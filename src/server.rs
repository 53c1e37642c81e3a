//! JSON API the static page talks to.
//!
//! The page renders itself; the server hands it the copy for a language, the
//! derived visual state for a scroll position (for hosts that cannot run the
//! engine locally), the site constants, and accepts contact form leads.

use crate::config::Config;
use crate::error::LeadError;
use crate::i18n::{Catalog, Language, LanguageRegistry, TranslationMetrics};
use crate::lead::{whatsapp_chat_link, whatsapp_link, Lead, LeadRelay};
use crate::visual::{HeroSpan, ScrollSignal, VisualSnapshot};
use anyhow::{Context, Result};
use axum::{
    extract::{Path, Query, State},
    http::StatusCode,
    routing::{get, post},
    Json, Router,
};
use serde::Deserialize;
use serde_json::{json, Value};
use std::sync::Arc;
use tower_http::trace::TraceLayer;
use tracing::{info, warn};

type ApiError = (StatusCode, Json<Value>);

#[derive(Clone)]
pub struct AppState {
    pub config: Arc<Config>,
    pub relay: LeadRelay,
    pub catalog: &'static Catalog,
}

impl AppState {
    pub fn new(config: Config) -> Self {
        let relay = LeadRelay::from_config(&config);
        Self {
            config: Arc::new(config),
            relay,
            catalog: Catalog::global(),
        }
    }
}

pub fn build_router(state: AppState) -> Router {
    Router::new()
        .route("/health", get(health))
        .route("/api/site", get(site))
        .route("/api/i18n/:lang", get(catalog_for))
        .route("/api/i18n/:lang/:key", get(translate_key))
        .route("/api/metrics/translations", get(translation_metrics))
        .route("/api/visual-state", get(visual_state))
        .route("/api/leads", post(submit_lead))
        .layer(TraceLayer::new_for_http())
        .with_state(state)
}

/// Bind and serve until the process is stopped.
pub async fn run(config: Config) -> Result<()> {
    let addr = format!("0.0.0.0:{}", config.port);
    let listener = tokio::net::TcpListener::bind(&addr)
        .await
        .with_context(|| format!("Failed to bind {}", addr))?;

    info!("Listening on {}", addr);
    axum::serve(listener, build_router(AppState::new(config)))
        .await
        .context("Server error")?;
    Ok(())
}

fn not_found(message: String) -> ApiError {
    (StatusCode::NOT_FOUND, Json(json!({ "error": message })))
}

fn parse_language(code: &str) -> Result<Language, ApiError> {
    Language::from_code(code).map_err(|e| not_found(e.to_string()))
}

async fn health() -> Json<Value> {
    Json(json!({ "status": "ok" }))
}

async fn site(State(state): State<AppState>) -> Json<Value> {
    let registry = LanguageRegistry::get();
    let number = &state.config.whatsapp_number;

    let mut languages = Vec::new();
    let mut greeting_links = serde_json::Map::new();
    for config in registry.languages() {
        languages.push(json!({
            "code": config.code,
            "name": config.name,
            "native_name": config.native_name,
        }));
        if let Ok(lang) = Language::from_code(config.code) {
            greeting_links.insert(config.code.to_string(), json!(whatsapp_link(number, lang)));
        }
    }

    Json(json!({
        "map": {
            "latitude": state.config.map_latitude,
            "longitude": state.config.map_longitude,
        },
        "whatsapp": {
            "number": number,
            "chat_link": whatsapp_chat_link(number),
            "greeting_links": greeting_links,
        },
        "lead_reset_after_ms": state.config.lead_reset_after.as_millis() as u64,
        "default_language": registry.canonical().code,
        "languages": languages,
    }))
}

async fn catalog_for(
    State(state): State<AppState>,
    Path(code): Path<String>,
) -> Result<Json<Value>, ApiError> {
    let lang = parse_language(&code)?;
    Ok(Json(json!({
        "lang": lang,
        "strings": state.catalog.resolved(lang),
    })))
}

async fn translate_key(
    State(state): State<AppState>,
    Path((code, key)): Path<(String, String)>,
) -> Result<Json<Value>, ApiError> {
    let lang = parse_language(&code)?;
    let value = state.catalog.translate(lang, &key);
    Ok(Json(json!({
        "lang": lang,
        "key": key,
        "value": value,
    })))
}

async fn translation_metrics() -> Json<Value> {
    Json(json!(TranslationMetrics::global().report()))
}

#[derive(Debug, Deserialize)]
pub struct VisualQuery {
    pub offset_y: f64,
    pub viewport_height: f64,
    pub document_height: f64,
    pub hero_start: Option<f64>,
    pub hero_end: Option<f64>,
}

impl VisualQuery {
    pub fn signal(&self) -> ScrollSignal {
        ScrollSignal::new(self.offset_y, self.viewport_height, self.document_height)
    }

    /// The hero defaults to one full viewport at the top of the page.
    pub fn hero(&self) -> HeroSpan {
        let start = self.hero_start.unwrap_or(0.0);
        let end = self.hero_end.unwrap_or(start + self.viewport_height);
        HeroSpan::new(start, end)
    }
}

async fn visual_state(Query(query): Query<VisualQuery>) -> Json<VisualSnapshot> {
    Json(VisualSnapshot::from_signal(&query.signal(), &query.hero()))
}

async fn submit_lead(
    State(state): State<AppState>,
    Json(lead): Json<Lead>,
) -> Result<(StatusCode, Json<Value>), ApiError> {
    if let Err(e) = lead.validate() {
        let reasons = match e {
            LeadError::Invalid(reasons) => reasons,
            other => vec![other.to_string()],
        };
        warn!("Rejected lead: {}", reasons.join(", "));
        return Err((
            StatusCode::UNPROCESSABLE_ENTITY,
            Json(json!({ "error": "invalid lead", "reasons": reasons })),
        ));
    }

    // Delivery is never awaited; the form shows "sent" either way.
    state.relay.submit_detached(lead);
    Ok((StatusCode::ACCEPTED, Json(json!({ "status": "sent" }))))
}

○ ○ ○ ○ ○

_Instructions to follow:_
Across the whole listing, how many lines contain the string "Result"? Give the number and no more.

_Exercise solution:_
6